(LISTED ENTRIES begins)

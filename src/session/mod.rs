//! Per-conversation state and the browser sessions they own

mod registry;

pub use registry::{SessionRegistry, SessionSlot};

use std::fmt;
use std::sync::Arc;
use std::time::Duration;
use tokio::sync::{OwnedSemaphorePermit, Semaphore};
use tokio::time::Instant;
use tracing::{debug, warn};

use crate::browser::PortalSession;
use crate::error::{PortalError, PortalResult};

/// Where a conversation is in the menu flow
#[derive(Debug, Clone, Copy, PartialEq, Eq, Default)]
pub enum ConversationState {
    #[default]
    Idle,
    AwaitingCategoryChoice,
    AwaitingPropertyCode,
    AwaitingTaxpayerId,
    LoggedInProperty,
    AwaitingTaxpayerAction,
}

impl ConversationState {
    /// States that are only valid while a browser session is attached
    pub fn requires_handle(self) -> bool {
        matches!(
            self,
            ConversationState::LoggedInProperty | ConversationState::AwaitingTaxpayerAction
        )
    }
}

impl fmt::Display for ConversationState {
    fn fmt(&self, f: &mut fmt::Formatter<'_>) -> fmt::Result {
        let name = match self {
            ConversationState::Idle => "idle",
            ConversationState::AwaitingCategoryChoice => "awaiting_category_choice",
            ConversationState::AwaitingPropertyCode => "awaiting_property_code",
            ConversationState::AwaitingTaxpayerId => "awaiting_taxpayer_id",
            ConversationState::LoggedInProperty => "logged_in_property",
            ConversationState::AwaitingTaxpayerAction => "awaiting_taxpayer_action",
        };
        f.write_str(name)
    }
}

/// Bounds the number of live browser sessions process-wide
#[derive(Debug, Clone)]
pub struct SessionPool {
    permits: Arc<Semaphore>,
    max: usize,
}

impl SessionPool {
    pub fn new(max: usize) -> Self {
        Self {
            permits: Arc::new(Semaphore::new(max)),
            max,
        }
    }

    /// Reserve a slot without waiting
    pub fn try_acquire(&self) -> PortalResult<OwnedSemaphorePermit> {
        Arc::clone(&self.permits)
            .try_acquire_owned()
            .map_err(|_| PortalError::PoolExhausted { max: self.max })
    }

    pub fn in_use(&self) -> usize {
        self.max - self.permits.available_permits()
    }

    pub fn max(&self) -> usize {
        self.max
    }
}

/// A live browser session together with its pool slot.
///
/// The slot is returned to the pool only after the browser has been closed.
pub struct BrowserLease {
    session: Box<dyn PortalSession>,
    _permit: OwnedSemaphorePermit,
}

impl BrowserLease {
    pub fn new(session: Box<dyn PortalSession>, permit: OwnedSemaphorePermit) -> Self {
        Self {
            session,
            _permit: permit,
        }
    }

    pub fn id(&self) -> &str {
        self.session.id()
    }

    pub fn session_mut(&mut self) -> &mut dyn PortalSession {
        &mut *self.session
    }

    /// Close the browser; failures are logged, the slot is freed regardless
    pub async fn close(self) {
        let id = self.session.id().to_string();
        match self.session.close().await {
            Ok(()) => debug!(session = %id, "Browser session closed"),
            Err(e) => warn!(session = %id, "Failed to close browser session: {}", e),
        }
    }
}

impl fmt::Debug for BrowserLease {
    fn fmt(&self, f: &mut fmt::Formatter<'_>) -> fmt::Result {
        f.debug_struct("BrowserLease")
            .field("session", &self.session.id())
            .finish()
    }
}

/// State of one chat conversation
#[derive(Debug)]
pub struct ConversationSession {
    conversation_id: String,
    state: ConversationState,
    lease: Option<BrowserLease>,
    last_input_echo: Option<String>,
    last_activity: Instant,
}

impl ConversationSession {
    pub fn new(conversation_id: impl Into<String>) -> Self {
        Self {
            conversation_id: conversation_id.into(),
            state: ConversationState::Idle,
            lease: None,
            last_input_echo: None,
            last_activity: Instant::now(),
        }
    }

    pub fn conversation_id(&self) -> &str {
        &self.conversation_id
    }

    pub fn state(&self) -> ConversationState {
        self.state
    }

    pub fn set_state(&mut self, state: ConversationState) {
        if state != self.state {
            debug!(
                conversation = %self.conversation_id,
                from = %self.state,
                to = %state,
                "State transition"
            );
        }
        self.state = state;
    }

    pub fn has_handle(&self) -> bool {
        self.lease.is_some()
    }

    pub fn handle_mut(&mut self) -> Option<&mut BrowserLease> {
        self.lease.as_mut()
    }

    /// Attach a freshly logged-in browser session.
    ///
    /// Refuses when one is already attached; the rejected lease is closed
    /// so it cannot leak.
    pub async fn attach_handle(&mut self, lease: BrowserLease) -> PortalResult<()> {
        if self.lease.is_some() {
            warn!(
                conversation = %self.conversation_id,
                session = %lease.id(),
                "Rejecting second browser session"
            );
            lease.close().await;
            return Err(PortalError::HandleAlreadyAttached);
        }
        self.lease = Some(lease);
        Ok(())
    }

    /// Close any attached browser and return to `Idle`.
    ///
    /// Returns whether a browser was closed.
    pub async fn release(&mut self) -> bool {
        let closed = match self.lease.take() {
            Some(lease) => {
                lease.close().await;
                true
            }
            None => false,
        };
        self.last_input_echo = None;
        self.set_state(ConversationState::Idle);
        closed
    }

    pub fn last_input_echo(&self) -> Option<&str> {
        self.last_input_echo.as_deref()
    }

    pub fn set_last_input_echo(&mut self, value: impl Into<String>) {
        self.last_input_echo = Some(value.into());
    }

    pub fn touch(&mut self) {
        self.last_activity = Instant::now();
    }

    pub fn idle_for(&self) -> Duration {
        self.last_activity.elapsed()
    }

    /// Whether state and handle agree
    pub fn is_consistent(&self) -> bool {
        match self.state {
            s if s.requires_handle() => self.lease.is_some(),
            _ => self.lease.is_none(),
        }
    }
}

(LISTED ENTRIES ends)

** TASK OBJECTIVE **
The answer must restate each entry word for word.

** RESPONSE FOR THIS EXERCISE **
filename src/session/mod.rs
//! Per-conversation state and the browser sessions they own

mod registry;

pub use registry::{SessionRegistry, SessionSlot};

use std::fmt;
use std::sync::Arc;
use std::time::Duration;
use tokio::sync::{OwnedSemaphorePermit, Semaphore};
use tokio::time::Instant;
use tracing::{debug, warn};

use crate::browser::PortalSession;
use crate::error::{PortalError, PortalResult};

/// Where a conversation is in the menu flow
#[derive(Debug, Clone, Copy, PartialEq, Eq, Default)]
pub enum ConversationState {
    #[default]
    Idle,
    AwaitingCategoryChoice,
    AwaitingPropertyCode,
    AwaitingTaxpayerId,
    LoggedInProperty,
    AwaitingTaxpayerAction,
}

impl ConversationState {
    /// States that are only valid while a browser session is attached
    pub fn requires_handle(self) -> bool {
        matches!(
            self,
            ConversationState::LoggedInProperty | ConversationState::AwaitingTaxpayerAction
        )
    }
}

impl fmt::Display for ConversationState {
    fn fmt(&self, f: &mut fmt::Formatter<'_>) -> fmt::Result {
        let name = match self {
            ConversationState::Idle => "idle",
            ConversationState::AwaitingCategoryChoice => "awaiting_category_choice",
            ConversationState::AwaitingPropertyCode => "awaiting_property_code",
            ConversationState::AwaitingTaxpayerId => "awaiting_taxpayer_id",
            ConversationState::LoggedInProperty => "logged_in_property",
            ConversationState::AwaitingTaxpayerAction => "awaiting_taxpayer_action",
        };
        f.write_str(name)
    }
}

/// Bounds the number of live browser sessions process-wide
#[derive(Debug, Clone)]
pub struct SessionPool {
    permits: Arc<Semaphore>,
    max: usize,
}

impl SessionPool {
    pub fn new(max: usize) -> Self {
        Self {
            permits: Arc::new(Semaphore::new(max)),
            max,
        }
    }

    /// Reserve a slot without waiting
    pub fn try_acquire(&self) -> PortalResult<OwnedSemaphorePermit> {
        Arc::clone(&self.permits)
            .try_acquire_owned()
            .map_err(|_| PortalError::PoolExhausted { max: self.max })
    }

    pub fn in_use(&self) -> usize {
        self.max - self.permits.available_permits()
    }

    pub fn max(&self) -> usize {
        self.max
    }
}

/// A live browser session together with its pool slot.
///
/// The slot is returned to the pool only after the browser has been closed.
pub struct BrowserLease {
    session: Box<dyn PortalSession>,
    _permit: OwnedSemaphorePermit,
}

impl BrowserLease {
    pub fn new(session: Box<dyn PortalSession>, permit: OwnedSemaphorePermit) -> Self {
        Self {
            session,
            _permit: permit,
        }
    }

    pub fn id(&self) -> &str {
        self.session.id()
    }

    pub fn session_mut(&mut self) -> &mut dyn PortalSession {
        &mut *self.session
    }

    /// Close the browser; failures are logged, the slot is freed regardless
    pub async fn close(self) {
        let id = self.session.id().to_string();
        match self.session.close().await {
            Ok(()) => debug!(session = %id, "Browser session closed"),
            Err(e) => warn!(session = %id, "Failed to close browser session: {}", e),
        }
    }
}

impl fmt::Debug for BrowserLease {
    fn fmt(&self, f: &mut fmt::Formatter<'_>) -> fmt::Result {
        f.debug_struct("BrowserLease")
            .field("session", &self.session.id())
            .finish()
    }
}

/// State of one chat conversation
#[derive(Debug)]
pub struct ConversationSession {
    conversation_id: String,
    state: ConversationState,
    lease: Option<BrowserLease>,
    last_input_echo: Option<String>,
    last_activity: Instant,
}

impl ConversationSession {
    pub fn new(conversation_id: impl Into<String>) -> Self {
        Self {
            conversation_id: conversation_id.into(),
            state: ConversationState::Idle,
            lease: None,
            last_input_echo: None,
            last_activity: Instant::now(),
        }
    }

    pub fn conversation_id(&self) -> &str {
        &self.conversation_id
    }

    pub fn state(&self) -> ConversationState {
        self.state
    }

    pub fn set_state(&mut self, state: ConversationState) {
        if state != self.state {
            debug!(
                conversation = %self.conversation_id,
                from = %self.state,
                to = %state,
                "State transition"
            );
        }
        self.state = state;
    }

    pub fn has_handle(&self) -> bool {
        self.lease.is_some()
    }

    pub fn handle_mut(&mut self) -> Option<&mut BrowserLease> {
        self.lease.as_mut()
    }

    /// Attach a freshly logged-in browser session.
    ///
    /// Refuses when one is already attached; the rejected lease is closed
    /// so it cannot leak.
    pub async fn attach_handle(&mut self, lease: BrowserLease) -> PortalResult<()> {
        if self.lease.is_some() {
            warn!(
                conversation = %self.conversation_id,
                session = %lease.id(),
                "Rejecting second browser session"
            );
            lease.close().await;
            return Err(PortalError::HandleAlreadyAttached);
        }
        self.lease = Some(lease);
        Ok(())
    }

    /// Close any attached browser and return to `Idle`.
    ///
    /// Returns whether a browser was closed.
    pub async fn release(&mut self) -> bool {
        let closed = match self.lease.take() {
            Some(lease) => {
                lease.close().await;
                true
            }
            None => false,
        };
        self.last_input_echo = None;
        self.set_state(ConversationState::Idle);
        closed
    }

    pub fn last_input_echo(&self) -> Option<&str> {
        self.last_input_echo.as_deref()
    }

    pub fn set_last_input_echo(&mut self, value: impl Into<String>) {
        self.last_input_echo = Some(value.into());
    }

    pub fn touch(&mut self) {
        self.last_activity = Instant::now();
    }

    pub fn idle_for(&self) -> Duration {
        self.last_activity.elapsed()
    }

    /// Whether state and handle agree
    pub fn is_consistent(&self) -> bool {
        match self.state {
            s if s.requires_handle() => self.lease.is_some(),
            _ => self.lease.is_none(),
        }
    }
}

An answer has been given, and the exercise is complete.